The All-Time Great
The western world has been determinedly turning out pop-culture Christmas stories for a solid 150 years. There is the classic It’s A Wonderful Life, the overrated Frosty the Snowman, and the classically overrated Gift of the Magi. But the best of them all – possibly even the first of them all – is A Christmas Carol. Its greatness is made of many parts; I will here name five of them.
The characters. Ebenezer Scrooge is immortal. Dickens sketches his portrait in sharp, strong strokes – the covetous old sinner – and embellishes it with detail and variegated colors. He’s triumphantly awful in the beginning, in an entertaining sort of way; his sympathetic side emerges as soon as the spirits do, because it is rather gaming of Scrooge to debate the ghost of Jacob Marley over whether it actually exists, and you must admire anyone who responds to a haunting with personal insults (“There is more of gravy than of the grave about you!”). The rest of the story effectively shows his souring and then his softening.
Other characters occupy their own territory in civilizational memory. Jacob Marley and the Ghost of Christmas Future are chillingly evocative, and if Bob Cratchitt and Tiny Tim live under the accusation of being saccharine, they still live.
The writing. There are excellent film versions of A Christmas Carol, by which I primarily mean the one with George C. Scott. But the narrative and description of the written story are a delight that cannot be replicated in any movie. Dickens’ story breathes with color, wit, and feeling; he could – and did – describe an apple and give it character. If you can read Marley or the Ghost of Christmas Future without your blood being a little chilled, you were cold-blooded to begin with. If you can read his descriptions of food without getting hungry, you’re not even alive.
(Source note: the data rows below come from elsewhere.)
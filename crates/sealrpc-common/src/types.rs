// ============================================
// File: crates/sealrpc-common/src/types.rs
// ============================================
//! # Core Type Definitions
//!
//! ## Creation Reason
//! Centralizes the identifiers that both ends of a connection must agree
//! on, so that a request built by the client and a registry entry on the
//! server are validated by the same rules.
//!
//! ## Main Functionality
//! - `CorrelationId`: Pairs a request with its response (8 bytes on the wire)
//! - `MethodName`: Validated `"Service.Method"` name
//!
//! ## ⚠️ Important Note for Next Developer
//! - Method names are case-sensitive; never normalise them
//! - `CorrelationId` values are only unique per connection
//!
//! ## Last Modified
//! v0.1.0 - Initial type definitions

use std::fmt;
use std::str::FromStr;

use serde::{Deserialize, Serialize};

use crate::error::CommonError;

// ============================================
// Constants
// ============================================

/// Size of a `CorrelationId` on the wire in bytes.
pub const CORRELATION_ID_SIZE: usize = 8;

/// Maximum encoded length of a method name in bytes.
pub const MAX_METHOD_NAME_LEN: usize = u16::MAX as usize;

// ============================================
// CorrelationId
// ============================================

/// Opaque token pairing a request with its response on one connection.
///
/// # Example
/// ```
/// use sealrpc_common::types::CorrelationId;
///
/// let id = CorrelationId::new(7);
/// assert_eq!(id.as_u64(), 7);
/// assert_eq!(id.next(), CorrelationId::new(8));
/// ```
#[derive(Debug, Clone, Copy, PartialEq, Eq, Hash, PartialOrd, Ord, Serialize, Deserialize)]
pub struct CorrelationId(u64);

impl CorrelationId {
    /// Creates a correlation id from its raw value.
    #[must_use]
    pub const fn new(value: u64) -> Self {
        Self(value)
    }

    /// Returns the raw value.
    #[must_use]
    pub const fn as_u64(&self) -> u64 {
        self.0
    }

    /// Returns the id that follows this one, wrapping at `u64::MAX`.
    #[must_use]
    pub const fn next(&self) -> Self {
        Self(self.0.wrapping_add(1))
    }
}

impl fmt::Display for CorrelationId {
    fn fmt(&self, f: &mut fmt::Formatter<'_>) -> fmt::Result {
        write!(f, "#{}", self.0)
    }
}

impl From<u64> for CorrelationId {
    fn from(value: u64) -> Self {
        Self(value)
    }
}

impl From<CorrelationId> for u64 {
    fn from(id: CorrelationId) -> Self {
        id.0
    }
}

// ============================================
// MethodName
// ============================================

/// A validated `"Service.Method"` name.
///
/// # Rules
/// - exactly one `.` separating two non-empty parts
/// - no whitespace or control characters
/// - at most [`MAX_METHOD_NAME_LEN`] bytes
///
/// # Example
/// ```
/// use sealrpc_common::types::MethodName;
///
/// let name = MethodName::parse("Calc.Add").unwrap();
/// assert_eq!(name.service(), "Calc");
/// assert_eq!(name.method(), "Add");
///
/// assert!(MethodName::parse("Calc").is_err());
/// assert!(MethodName::parse("Calc.Add.More").is_err());
/// ```
#[derive(Debug, Clone, PartialEq, Eq, Hash, PartialOrd, Ord, Serialize, Deserialize)]
#[serde(try_from = "String", into = "String")]
pub struct MethodName {
    full: String,
    dot: usize,
}

impl MethodName {
    /// Validates and wraps a method name.
    ///
    /// # Errors
    /// Returns `CommonError::InvalidInput` if the name breaks any rule.
    pub fn parse(name: impl Into<String>) -> crate::Result<Self> {
        let full = name.into();

        if full.len() > MAX_METHOD_NAME_LEN {
            return Err(CommonError::invalid_input(
                "method",
                format!("name exceeds {MAX_METHOD_NAME_LEN} bytes"),
            ));
        }

        if full.chars().any(|c| c.is_whitespace() || c.is_control()) {
            return Err(CommonError::invalid_input(
                "method",
                "name cannot contain whitespace or control characters",
            ));
        }

        let mut dots = full.match_indices('.');
        let dot = match (dots.next(), dots.next()) {
            (Some((idx, _)), None) => idx,
            _ => {
                return Err(CommonError::invalid_input(
                    "method",
                    format!("'{full}' must have the form Service.Method"),
                ))
            }
        };

        if dot == 0 || dot + 1 == full.len() {
            return Err(CommonError::invalid_input(
                "method",
                format!("'{full}' has an empty service or method part"),
            ));
        }

        Ok(Self { full, dot })
    }

    /// Returns the full `"Service.Method"` string.
    #[must_use]
    pub fn as_str(&self) -> &str {
        &self.full
    }

    /// Returns the service part.
    #[must_use]
    pub fn service(&self) -> &str {
        &self.full[..self.dot]
    }

    /// Returns the method part.
    #[must_use]
    pub fn method(&self) -> &str {
        &self.full[self.dot + 1..]
    }
}

impl fmt::Display for MethodName {
    fn fmt(&self, f: &mut fmt::Formatter<'_>) -> fmt::Result {
        f.write_str(&self.full)
    }
}

impl FromStr for MethodName {
    type Err = CommonError;

    fn from_str(s: &str) -> Result<Self, Self::Err> {
        Self::parse(s)
    }
}

impl TryFrom<String> for MethodName {
    type Error = CommonError;

    fn try_from(value: String) -> Result<Self, Self::Error> {
        Self::parse(value)
    }
}

impl TryFrom<&str> for MethodName {
    type Error = CommonError;

    fn try_from(value: &str) -> Result<Self, Self::Error> {
        Self::parse(value)
    }
}

impl From<MethodName> for String {
    fn from(name: MethodName) -> Self {
        name.full
    }
}

impl AsRef<str> for MethodName {
    fn as_ref(&self) -> &str {
        &self.full
    }
}

// ============================================
// Tests
// ============================================

#[cfg(test)]
mod tests {
    use super::*;

    #[test]
    fn test_correlation_id_wraps() {
        let id = CorrelationId::new(u64::MAX);
        assert_eq!(id.next(), CorrelationId::new(0));
        assert_eq!(id.to_string(), format!("#{}", u64::MAX));
    }

    #[test]
    fn test_method_name_parts() {
        let name: MethodName = "TestService.Add".parse().unwrap();
        assert_eq!(name.service(), "TestService");
        assert_eq!(name.method(), "Add");
        assert_eq!(name.as_str(), "TestService.Add");
    }

    #[test]
    fn test_method_name_is_case_sensitive() {
        let a = MethodName::parse("Calc.Add").unwrap();
        let b = MethodName::parse("calc.add").unwrap();
        assert_ne!(a, b);
    }

    #[test]
    fn test_method_name_rejects_bad_shapes() {
        for bad in ["", "Calc", ".Add", "Calc.", "A.B.C", "Calc. Add", "Calc.Add\n"] {
            let err = MethodName::parse(bad).unwrap_err();
            assert!(err.is_invalid_input(), "expected rejection for {bad:?}");
        }
    }

    #[test]
    fn test_method_name_length_limit() {
        let long = format!("S.{}", "m".repeat(MAX_METHOD_NAME_LEN));
        assert!(MethodName::parse(long).is_err());
    }
}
The supernatural character of the story. Technically, only Marley was a ghost. The other three were spirits. Still, the Ghost of Christmas Future is as harrowing an apparition as old Marley. A Christmas Carol is captivating in part because it seamlessly weaves Christmas story with ghost story, sentiment with horror. The story aims for the heart. It makes no qualms about playing on the nerves as well. A Christmas Carol creates, for its stage, a nexus of the spirit world and the world as humanity has made it – and it is unforgettable.
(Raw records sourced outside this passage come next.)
// ============================================
// File: crates/sealrpc-server/src/config.rs
// ============================================
//! # Server Configuration
//!
//! ## Creation Reason
//! Provides configuration management for the RPC server binary and for
//! applications that embed the server, loaded from TOML files.
//!
//! ## Main Functionality
//! - `ServerConfig`: Main configuration structure
//! - TOML file loading and parsing
//! - Configuration validation
//! - Default values
//!
//! ## Configuration Sections
//! - `network`: TCP listen address
//! - `tls`: Certificate chain and private key files
//! - `limits`: Connection cap and frame size limit
//! - `logging`: Log level
//!
//! ## Example Configuration
//! ```toml
//! [network]
//! listen_addr = "0.0.0.0:8443"
//!
//! [tls]
//! cert_file = "/etc/sealrpc/server.crt"
//! key_file = "/etc/sealrpc/server.key"
//!
//! [limits]
//! max_connections = 1024
//! max_frame_size = 16777216
//!
//! [logging]
//! level = "info"
//! ```
//!
//! ## ⚠️ Important Note for Next Developer
//! - All config changes require server restart
//! - Validate config before server startup
//!
//! ## Last Modified
//! v0.1.0 - Initial configuration implementation

use std::net::SocketAddr;
use std::path::{Path, PathBuf};

use serde::{Deserialize, Serialize};
use tracing::info;

use sealrpc_common::logging::LogLevel;
use sealrpc_core::protocol::messages::DEFAULT_MAX_FRAME_SIZE;

use crate::error::{Result, ServerError};

/// Smallest frame limit that still fits a request header and a short name.
const MIN_FRAME_SIZE: usize = 64;

// ============================================
// ServerConfig
// ============================================

/// Main server configuration.
#[derive(Debug, Clone, Default, Serialize, Deserialize)]
pub struct ServerConfig {
    /// Network configuration.
    #[serde(default)]
    pub network: NetworkConfig,

    /// TLS credential files.
    #[serde(default)]
    pub tls: TlsConfig,

    /// Resource limits.
    #[serde(default)]
    pub limits: LimitsConfig,

    /// Logging configuration.
    #[serde(default)]
    pub logging: LoggingConfig,
}

impl ServerConfig {
    /// Loads configuration from a TOML file.
    ///
    /// # Errors
    /// Returns error if file cannot be read, parsed or validated.
    pub async fn load(path: impl AsRef<Path>) -> Result<Self> {
        let path = path.as_ref();
        let path_str = path.display().to_string();

        info!("Loading configuration from: {}", path_str);

        let content = tokio::fs::read_to_string(path)
            .await
            .map_err(|e| ServerError::config_load(&path_str, e.to_string()))?;

        let config: Self = toml::from_str(&content)
            .map_err(|e| ServerError::config_load(&path_str, e.to_string()))?;

        config.validate()?;

        info!("Configuration loaded successfully");
        Ok(config)
    }

    /// Loads configuration from a string (useful for testing).
    ///
    /// # Errors
    /// Returns error if the string cannot be parsed or validated.
    #[allow(clippy::should_implement_trait)]
    pub fn from_str(content: &str) -> Result<Self> {
        let config: Self = toml::from_str(content)
            .map_err(|e| ServerError::config_load("<string>", e.to_string()))?;
        config.validate()?;
        Ok(config)
    }

    /// Validates the configuration.
    ///
    /// # Errors
    /// Returns `ConfigInvalid` naming the first offending field.
    pub fn validate(&self) -> Result<()> {
        self.network.validate()?;
        self.tls.validate()?;
        self.limits.validate()?;
        Ok(())
    }

    /// Serializes configuration to TOML string.
    #[must_use]
    pub fn to_toml(&self) -> String {
        toml::to_string_pretty(self).unwrap_or_default()
    }

    /// Returns listen address (from network config).
    #[must_use]
    pub fn listen_addr(&self) -> SocketAddr {
        self.network.listen_addr
    }
}

// ============================================
// NetworkConfig
// ============================================

/// Network configuration section.
#[derive(Debug, Clone, Serialize, Deserialize)]
pub struct NetworkConfig {
    /// TCP listen address.
    #[serde(default = "default_listen_addr")]
    pub listen_addr: SocketAddr,
}

fn default_listen_addr() -> SocketAddr {
    SocketAddr::from(([0, 0, 0, 0], 8443))
}

impl NetworkConfig {
    fn validate(&self) -> Result<()> {
        if self.listen_addr.port() == 0 {
            return Err(ServerError::config_invalid(
                "network.listen_addr",
                "port cannot be 0",
            ));
        }
        Ok(())
    }
}

impl Default for NetworkConfig {
    fn default() -> Self {
        Self {
            listen_addr: default_listen_addr(),
        }
    }
}

// ============================================
// TlsConfig
// ============================================

/// TLS credential files.
#[derive(Debug, Clone, Serialize, Deserialize)]
pub struct TlsConfig {
    /// PEM certificate chain, leaf first.
    #[serde(default = "default_cert_file")]
    pub cert_file: PathBuf,

    /// PEM private key matching the leaf certificate.
    #[serde(default = "default_key_file")]
    pub key_file: PathBuf,
}

fn default_cert_file() -> PathBuf {
    PathBuf::from("/etc/sealrpc/server.crt")
}

fn default_key_file() -> PathBuf {
    PathBuf::from("/etc/sealrpc/server.key")
}

impl TlsConfig {
    fn validate(&self) -> Result<()> {
        if self.cert_file.as_os_str().is_empty() {
            return Err(ServerError::config_invalid("tls.cert_file", "cannot be empty"));
        }
        if self.key_file.as_os_str().is_empty() {
            return Err(ServerError::config_invalid("tls.key_file", "cannot be empty"));
        }
        Ok(())
    }
}

impl Default for TlsConfig {
    fn default() -> Self {
        Self {
            cert_file: default_cert_file(),
            key_file: default_key_file(),
        }
    }
}

// ============================================
// LimitsConfig
// ============================================

/// Resource limits configuration section.
#[derive(Debug, Clone, Serialize, Deserialize)]
pub struct LimitsConfig {
    /// Maximum concurrent connections.
    #[serde(default = "default_max_connections")]
    pub max_connections: usize,

    /// Maximum frame body size in bytes, both directions.
    #[serde(default = "default_max_frame_size")]
    pub max_frame_size: usize,
}

fn default_max_connections() -> usize {
    1024
}

fn default_max_frame_size() -> usize {
    DEFAULT_MAX_FRAME_SIZE
}

impl LimitsConfig {
    fn validate(&self) -> Result<()> {
        if self.max_connections == 0 {
            return Err(ServerError::config_invalid(
                "limits.max_connections",
                "must be greater than 0",
            ));
        }

        if self.max_frame_size < MIN_FRAME_SIZE {
            return Err(ServerError::config_invalid(
                "limits.max_frame_size",
                format!("must be at least {MIN_FRAME_SIZE}"),
            ));
        }

        if u32::try_from(self.max_frame_size).is_err() {
            return Err(ServerError::config_invalid(
                "limits.max_frame_size",
                "cannot exceed u32::MAX",
            ));
        }

        Ok(())
    }
}

impl Default for LimitsConfig {
    fn default() -> Self {
        Self {
            max_connections: default_max_connections(),
            max_frame_size: default_max_frame_size(),
        }
    }
}

// ============================================
// LoggingConfig
// ============================================

/// Logging configuration section.
#[derive(Debug, Clone, Default, Serialize, Deserialize)]
pub struct LoggingConfig {
    /// Log level (debug, info, warn, error, fatal).
    #[serde(default)]
    pub level: LogLevel,
}

// ============================================
// Tests
// ============================================

#[cfg(test)]
mod tests {
    use super::*;

    #[test]
    fn test_default_config() {
        let config = ServerConfig::default();
        assert!(config.validate().is_ok());
        assert_eq!(config.listen_addr().port(), 8443);
        assert_eq!(config.logging.level, LogLevel::Info);
    }

    #[test]
    fn test_full_config_format() {
        let toml = r#"
            [network]
            listen_addr = "127.0.0.1:9443"

            [tls]
            cert_file = "/srv/rpc/chain.pem"
            key_file = "/srv/rpc/key.pem"

            [limits]
            max_connections = 10
            max_frame_size = 65536

            [logging]
            level = "debug"
        "#;

        let config = ServerConfig::from_str(toml).unwrap();
        assert_eq!(config.network.listen_addr.port(), 9443);
        assert_eq!(config.tls.cert_file, PathBuf::from("/srv/rpc/chain.pem"));
        assert_eq!(config.limits.max_connections, 10);
        assert_eq!(config.limits.max_frame_size, 65536);
        assert_eq!(config.logging.level, LogLevel::Debug);
    }

    #[test]
    fn test_partial_config_uses_defaults() {
        let config = ServerConfig::from_str("[network]\nlisten_addr = \"0.0.0.0:7000\"\n").unwrap();
        assert_eq!(config.limits.max_frame_size, DEFAULT_MAX_FRAME_SIZE);
        assert_eq!(config.tls.key_file, default_key_file());
    }

    #[test]
    fn test_invalid_values() {
        let err = ServerConfig::from_str("[limits]\nmax_connections = 0\n").unwrap_err();
        assert!(matches!(err, ServerError::ConfigInvalid { ref field, .. } if field == "limits.max_connections"));

        let err = ServerConfig::from_str("[network]\nlisten_addr = \"0.0.0.0:0\"\n").unwrap_err();
        assert!(err.is_config_error());

        let err = ServerConfig::from_str("[logging]\nlevel = \"loud\"\n").unwrap_err();
        assert!(matches!(err, ServerError::ConfigLoad { .. }));
    }

    #[test]
    fn test_to_toml_roundtrip() {
        let config = ServerConfig::default();
        let parsed = ServerConfig::from_str(&config.to_toml()).unwrap();
        assert_eq!(parsed.network.listen_addr, config.network.listen_addr);
        assert_eq!(parsed.logging.level, config.logging.level);
    }

    #[tokio::test]
    async fn test_load_missing_file() {
        let err = ServerConfig::load("/nonexistent/sealrpc.toml").await.unwrap_err();
        assert!(matches!(err, ServerError::ConfigLoad { .. }));
        assert!(err.is_fatal());
    }
}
The sentiment. A Christmas Carol beats with sentiment – richly, warmly human sentiment. It ranges without shame from lunges at primal human sympathies to refined elocution. Tiny Tim is the height of the first; the second is scattered throughout the text, one of my favorite examples being the Ghost’s rebuke to Scrooge’s dismissal of the poor as surplus population: “Oh God! to hear the Insect on the leaf pronouncing on the too much life among his hungry brothers in the dust!”
To be fair to Dickens, his sentiment was not entirely without a sterner note. Marley strikingly refused Scrooge’s plea for comfort: “I have none to give. It comes from other regions, Ebenezer Scrooge, and is conveyed by other ministers, to other kinds of men.”
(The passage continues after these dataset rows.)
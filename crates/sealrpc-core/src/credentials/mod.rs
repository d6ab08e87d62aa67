// ============================================
// File: crates/sealrpc-core/src/credentials/mod.rs
// ============================================
//! # Credential Loading
//!
//! ## Creation Reason
//! Turns PEM files on disk into ready-to-use TLS configurations, so that
//! the transport layer never deals with certificates directly.
//!
//! ## Main Functionality
//! - `ServerIdentity`: certificate chain + private key → `rustls::ServerConfig`
//! - `TrustAnchors`: trusted certificates → `rustls::ClientConfig`
//!
//! ## Credential Flow
//! ```text
//! ┌──────────────────────────────────────────────────────────────┐
//! │  Server                                                      │
//! │  ├─ cert_file (PEM chain, leaf first)                        │
//! │  ├─ key_file  (PKCS#8 / PKCS#1 / SEC1)                       │
//! │  └─ ServerIdentity::load → ServerConfig (no client auth)     │
//! │                                                              │
//! │  Client                                                      │
//! │  ├─ trust_file (one or more PEM certificates)                │
//! │  └─ TrustAnchors::load → ClientConfig (verifies server)      │
//! └──────────────────────────────────────────────────────────────┘
//! ```
//!
//! ## ⚠️ Important Note for Next Developer
//! - Private keys are NEVER logged, not even their length
//! - Both configs use the `ring` provider; keep them on the same provider
//!
//! ## Last Modified
//! v0.1.0 - Initial credential loading

mod identity;
mod trust;

use std::path::Path;
use std::sync::Arc;

use rustls::crypto::CryptoProvider;

pub use identity::ServerIdentity;
pub use trust::TrustAnchors;

/// Returns the crypto provider shared by server and client configs.
pub(crate) fn crypto_provider() -> Arc<CryptoProvider> {
    Arc::new(rustls::crypto::ring::default_provider())
}

/// Renders a path for error messages.
pub(crate) fn display_path(path: &Path) -> String {
    path.display().to_string()
}
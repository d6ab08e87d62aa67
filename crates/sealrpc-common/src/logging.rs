// ============================================
// File: crates/sealrpc-common/src/logging.rs
// ============================================
//! # Logging Shim
//!
//! ## Creation Reason
//! The RPC crates log through `tracing` macros. Binaries and embedding
//! applications still need a leveled logger they can adjust at runtime
//! (`set_level` / `level`) and a `fatal` exit path; this module provides
//! that on top of `tracing-subscriber`.
//!
//! ## Main Functionality
//! - `LogLevel`: `Debug < Info < Warn < Error < Fatal`
//! - `init_logging`: Installs the global subscriber, returns a `LogHandle`
//! - `LogHandle`: Reloads the active filter when the level changes
//! - `fatal`: Logs with a `FATAL` marker and exits the process
//!
//! ## ⚠️ Important Note for Next Developer
//! - `RUST_LOG` overrides the configured level at startup only
//! - At `Fatal` level only `fatal()` messages get through
//!
//! ## Last Modified
//! v0.1.0 - Initial logging shim

use std::fmt;
use std::str::FromStr;
use std::sync::atomic::{AtomicU8, Ordering};
use std::sync::Arc;

use serde::{Deserialize, Serialize};
use tracing::error;
use tracing_subscriber::fmt::MakeWriter;
use tracing_subscriber::prelude::*;
use tracing_subscriber::{fmt as tracing_fmt, reload, EnvFilter, Registry};

use crate::error::{CommonError, Result};

/// Target used by [`fatal`] so the `Fatal` level can still let it through.
pub const FATAL_TARGET: &str = "sealrpc::fatal";

// ============================================
// LogLevel
// ============================================

/// Logging verbosity threshold.
///
/// Messages below the configured level are suppressed.
#[derive(Debug, Clone, Copy, PartialEq, Eq, PartialOrd, Ord, Hash, Serialize, Deserialize)]
#[serde(rename_all = "lowercase")]
#[repr(u8)]
pub enum LogLevel {
    /// Per-request detail.
    Debug = 0,
    /// Connection lifecycle events.
    Info = 1,
    /// Protocol violations and recoverable problems.
    Warn = 2,
    /// Failures that lose work.
    Error = 3,
    /// Only messages that terminate the process.
    Fatal = 4,
}

impl LogLevel {
    /// Returns the `EnvFilter` directive equivalent to this level.
    #[must_use]
    pub fn directive(&self) -> String {
        match self {
            Self::Debug => "debug".into(),
            Self::Info => "info".into(),
            Self::Warn => "warn".into(),
            Self::Error => "error".into(),
            Self::Fatal => format!("off,{FATAL_TARGET}=error"),
        }
    }

    const fn from_u8(value: u8) -> Self {
        match value {
            0 => Self::Debug,
            1 => Self::Info,
            2 => Self::Warn,
            3 => Self::Error,
            _ => Self::Fatal,
        }
    }
}

impl Default for LogLevel {
    fn default() -> Self {
        Self::Info
    }
}

impl fmt::Display for LogLevel {
    fn fmt(&self, f: &mut fmt::Formatter<'_>) -> fmt::Result {
        let s = match self {
            Self::Debug => "DEBUG",
            Self::Info => "INFO",
            Self::Warn => "WARN",
            Self::Error => "ERROR",
            Self::Fatal => "FATAL",
        };
        f.write_str(s)
    }
}

impl FromStr for LogLevel {
    type Err = CommonError;

    fn from_str(s: &str) -> std::result::Result<Self, Self::Err> {
        match s.to_ascii_lowercase().as_str() {
            "debug" | "trace" => Ok(Self::Debug),
            "info" => Ok(Self::Info),
            "warn" | "warning" => Ok(Self::Warn),
            "error" => Ok(Self::Error),
            "fatal" => Ok(Self::Fatal),
            other => Err(CommonError::invalid_input(
                "log level",
                format!("unknown level '{other}'"),
            )),
        }
    }
}

// ============================================
// LogHandle
// ============================================

/// Runtime control over the installed log filter.
#[derive(Clone)]
pub struct LogHandle {
    reload: reload::Handle<EnvFilter, Registry>,
    level: Arc<AtomicU8>,
}

impl LogHandle {
    /// Changes the active level.
    ///
    /// # Errors
    /// Returns `CommonError::Internal` if the subscriber has been dropped.
    pub fn set_level(&self, level: LogLevel) -> Result<()> {
        self.reload
            .reload(EnvFilter::new(level.directive()))
            .map_err(|e| CommonError::internal(format!("log filter reload failed: {e}")))?;
        self.level.store(level as u8, Ordering::Release);
        Ok(())
    }

    /// Returns the active level.
    #[must_use]
    pub fn level(&self) -> LogLevel {
        LogLevel::from_u8(self.level.load(Ordering::Acquire))
    }
}

impl fmt::Debug for LogHandle {
    fn fmt(&self, f: &mut fmt::Formatter<'_>) -> fmt::Result {
        f.debug_struct("LogHandle")
            .field("level", &self.level())
            .finish()
    }
}

// ============================================
// Initialization
// ============================================

fn layered<W>(
    filter: EnvFilter,
    level: LogLevel,
    writer: W,
    ansi: bool,
) -> (impl tracing::Subscriber + Send + Sync + 'static, LogHandle)
where
    W: for<'w> MakeWriter<'w> + Send + Sync + 'static,
{
    let (filter_layer, reload) = reload::Layer::new(filter);

    let subscriber = tracing_subscriber::registry().with(filter_layer).with(
        tracing_fmt::layer()
            .with_target(true)
            .with_ansi(ansi)
            .with_writer(writer),
    );

    let handle = LogHandle {
        reload,
        level: Arc::new(AtomicU8::new(level as u8)),
    };

    (subscriber, handle)
}

/// Installs the global tracing subscriber.
///
/// `RUST_LOG`, when set, takes precedence over `level`. Returns `None` if a
/// global subscriber was already installed.
pub fn init_logging(level: LogLevel) -> Option<LogHandle> {
    let filter = EnvFilter::try_from_default_env()
        .unwrap_or_else(|_| EnvFilter::new(level.directive()));

    let (subscriber, handle) = layered(filter, level, std::io::stderr, true);
    subscriber.try_init().ok().map(|()| handle)
}

/// Logs `message` with a `FATAL` marker and terminates the process with
/// exit status 1.
pub fn fatal(message: impl fmt::Display) -> ! {
    error!(target: FATAL_TARGET, "FATAL: {}", message);
    std::process::exit(1)
}

// ============================================
// Tests
// ============================================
Which is the sort of thing that really lets you know where you are in life.
The joy. I’ve written before how Scrooge’s cold heart is manifested in his joyless life, and his return to human sympathies is a return to fun. Scrooge is recalled to charity; he is also recalled to joy. One of the charms of A Christmas Carol is how innocently and wholeheartedly it rejoices in the material pleasures of Christmas. There is nothing ascetic or gloomy about its view. The story makes no difference between goodness and happiness, between high sentiment and simple pleasure. They flow simply, naturally together – and that is wonderfully attractive.
I’m sorry to disagree, but in the classic sense, It’s a Wonderful Life is a much better story. The Muppet Christmas Carol can rank equal to It’s a Wonderful Life, but not A Christmas Carol.
In the story Charles Dickens wrote, the ghosts come with pompous condemnation. One could argue that the only reason Scrooge changed was out of fear from the death described to him by the last ghost.
None of the versions, book or film outside of The Muppet Christmas Carol, is marked by love, a compassion in the spirits and their warnings. When comparing that to the story of Jesus, and how He came, it falls terribly flat. Terribly.
I will watch The Muppet Christmas Carol every year, sometimes four times in December, but Charles Dickens can go away. Thanks for reading.
I wholeheartedly second the motion of “The Muppet Christmas Carol” as a telling of the compassion and love that can change a heart. It’s goofy enough to enjoy on every level, but leaves you with that sense of “yes, joy wins” sense. It’s on our family tradition list as well.
Muppet Christmas Carol for the WIN!
I’d also add Inventing Christmas, I think that’s the title, which is the (fanciful and probably mostly fictional) story of how Dickens wrote A Christmas Carol. It’s a great insight into a writer’s mind, and also a fun way to see how Dickens changes as he writes the story.
I have always enjoyed that Dickens chose the first name Ebenezer, since it means, “thus far has the LORD helped me”. His name itself speaks of the moment when his life changes and turns.